Le coronavirus transforme les camps de réfugiés grecs en camps de la mort

La propagation du coronavirus dans le monde continue de s'accélérer. Selon l'Organisation mondiale de la santé (OMS), l'Europe est désormais la partie du monde la plus touchée par la maladie. Mais les personnes vivant dans les camps de réfugiés sur les îles grecques ont été livrées à elles-mêmes. Les camps d'internement surpeuplés de Lesbos, Chios, Samos et Kos seront ainsi rapidement transformés en camps de la mort.

Médecins sans frontières (MSF) ont mis en garde dans une déclaration du 12 mars sur le danger d'une propagation incontrôlable du coronavirus dans le camp après qu'un résident de Lesbos a été diagnostiqué avec le COVID-19.

«Il serait impossible de maîtriser une épidémie dans un camp où les conditions ressemblent à celles de Lesbos, Chios, Samos, Leros ou Kos», a déclaré Hilde Vochten, coordinatrice médicale de MSF en Grèce. «Nous n'avons pas encore reçu de plan d'urgence crédible qui apporterait une protection et traitement aux personnes qui y vivent.»

La situation a empiré lundi.

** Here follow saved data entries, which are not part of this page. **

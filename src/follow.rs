//! Directed follow edges with per-edge mute and block flags.

// self
use crate::{
	_prelude::*,
	error::Conflict,
	store::{Follow, FollowStore},
};

/// Partial flag update; `None` leaves a flag as it is.
#[derive(Clone, Copy, Debug, Default, PartialEq, Eq)]
pub struct FlagUpdate {
	/// New mute state.
	pub is_muted: Option<bool>,
	/// New block state.
	pub is_blocked: Option<bool>,
}
impl FlagUpdate {
	fn apply(self, follow: &mut Follow) -> bool {
		let mut changed = false;

		if let Some(muted) = self.is_muted
			&& follow.is_muted != muted
		{
			follow.is_muted = muted;
			changed = true;
		}
		if let Some(blocked) = self.is_blocked
			&& follow.is_blocked != blocked
		{
			follow.is_blocked = blocked;
			changed = true;
		}

		changed
	}
}

/// Manages follow edges between users identified by external id.
#[derive(Debug)]
pub struct FollowService<S> {
	store: Arc<S>,
}
impl<S> FollowService<S>
where
	S: FollowStore,
{
	/// Create the service.
	pub fn new(store: Arc<S>) -> Self {
		Self { store }
	}

	/// Start following `followed`.
	#[tracing::instrument(skip(self))]
	pub async fn follow(&self, follower: &str, followed: &str) -> Result<Follow> {
		reject_self(follower, followed, "You cannot follow yourself.")?;

		if self.store.find_follow(follower, followed).await?.is_some() {
			return Err(Conflict::AlreadyFollowing.into());
		}

		// The store's pair constraint settles concurrent inserts.
		let follow = self.store.insert_follow(Follow::new(follower, followed)).await?;

		tracing::debug!("follow edge created");

		Ok(follow)
	}

	/// Stop following `followed`.
	#[tracing::instrument(skip(self))]
	pub async fn unfollow(&self, follower: &str, followed: &str) -> Result<()> {
		reject_self(follower, followed, "You cannot unfollow yourself.")?;

		if !self.store.delete_follow(follower, followed).await? {
			return Err(Conflict::NotFollowing.into());
		}

		tracing::debug!("follow edge removed");

		Ok(())
	}

	/// Apply the provided flags to an existing edge; returns whether anything changed.
	#[tracing::instrument(skip(self))]
	pub async fn update_flags(
		&self,
		follower: &str,
		followed: &str,
		update: FlagUpdate,
	) -> Result<bool> {
		let mut follow = self
			.store
			.find_follow(follower, followed)
			.await?
			.ok_or(Error::Conflict(Conflict::RelationshipNotFound))?;

		if !update.apply(&mut follow) {
			return Ok(false);
		}
		if !self.store.save_follow(&follow).await? {
			// Removed between the read and the write.
			return Err(Conflict::RelationshipNotFound.into());
		}

		Ok(true)
	}

	/// Set the mute flag.
	pub async fn mute(&self, follower: &str, followed: &str, muted: bool) -> Result<bool> {
		self.update_flags(follower, followed, FlagUpdate { is_muted: Some(muted), is_blocked: None })
			.await
	}

	/// Set the block flag.
	pub async fn block(&self, follower: &str, followed: &str, blocked: bool) -> Result<bool> {
		self.update_flags(follower, followed, FlagUpdate {
			is_muted: None,
			is_blocked: Some(blocked),
		})
		.await
	}

	/// Edges where `user` follows someone.
	pub async fn following(&self, user: &str) -> Result<Vec<Follow>> {
		Ok(self.store.following(user).await?)
	}

	/// Edges where someone follows `user`.
	pub async fn followers(&self, user: &str) -> Result<Vec<Follow>> {
		Ok(self.store.followers(user).await?)
	}
}

fn reject_self(follower: &str, followed: &str, message: &str) -> Result<()> {
	if follower == followed { Err(Error::validation("user_id", message)) } else { Ok(()) }
}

Dans le camp de Moria à Lesbos, un incendie s'est déclaré, coûtant la vie à une fillette de six ans. Les pompiers ne pouvaient pas atteindre le feu immédiatement, ce qui a fait que l'incendie s’est propagé pendant une heure en raison de la proximité des conteneurs utilisés comme logements.

Les conditions d'hygiène intolérables dans les camps d'internement empêchent même l’adoption de mesures de protection les plus élémentaire. Dans le camp de Moria, que l'Union européenne (UE) a établi pour 3000 personnes en attente du traitement de leurs demandes d’asile, 20.000 personnes y croupissent sans aucune issue de secours si le coronavirus se déclare.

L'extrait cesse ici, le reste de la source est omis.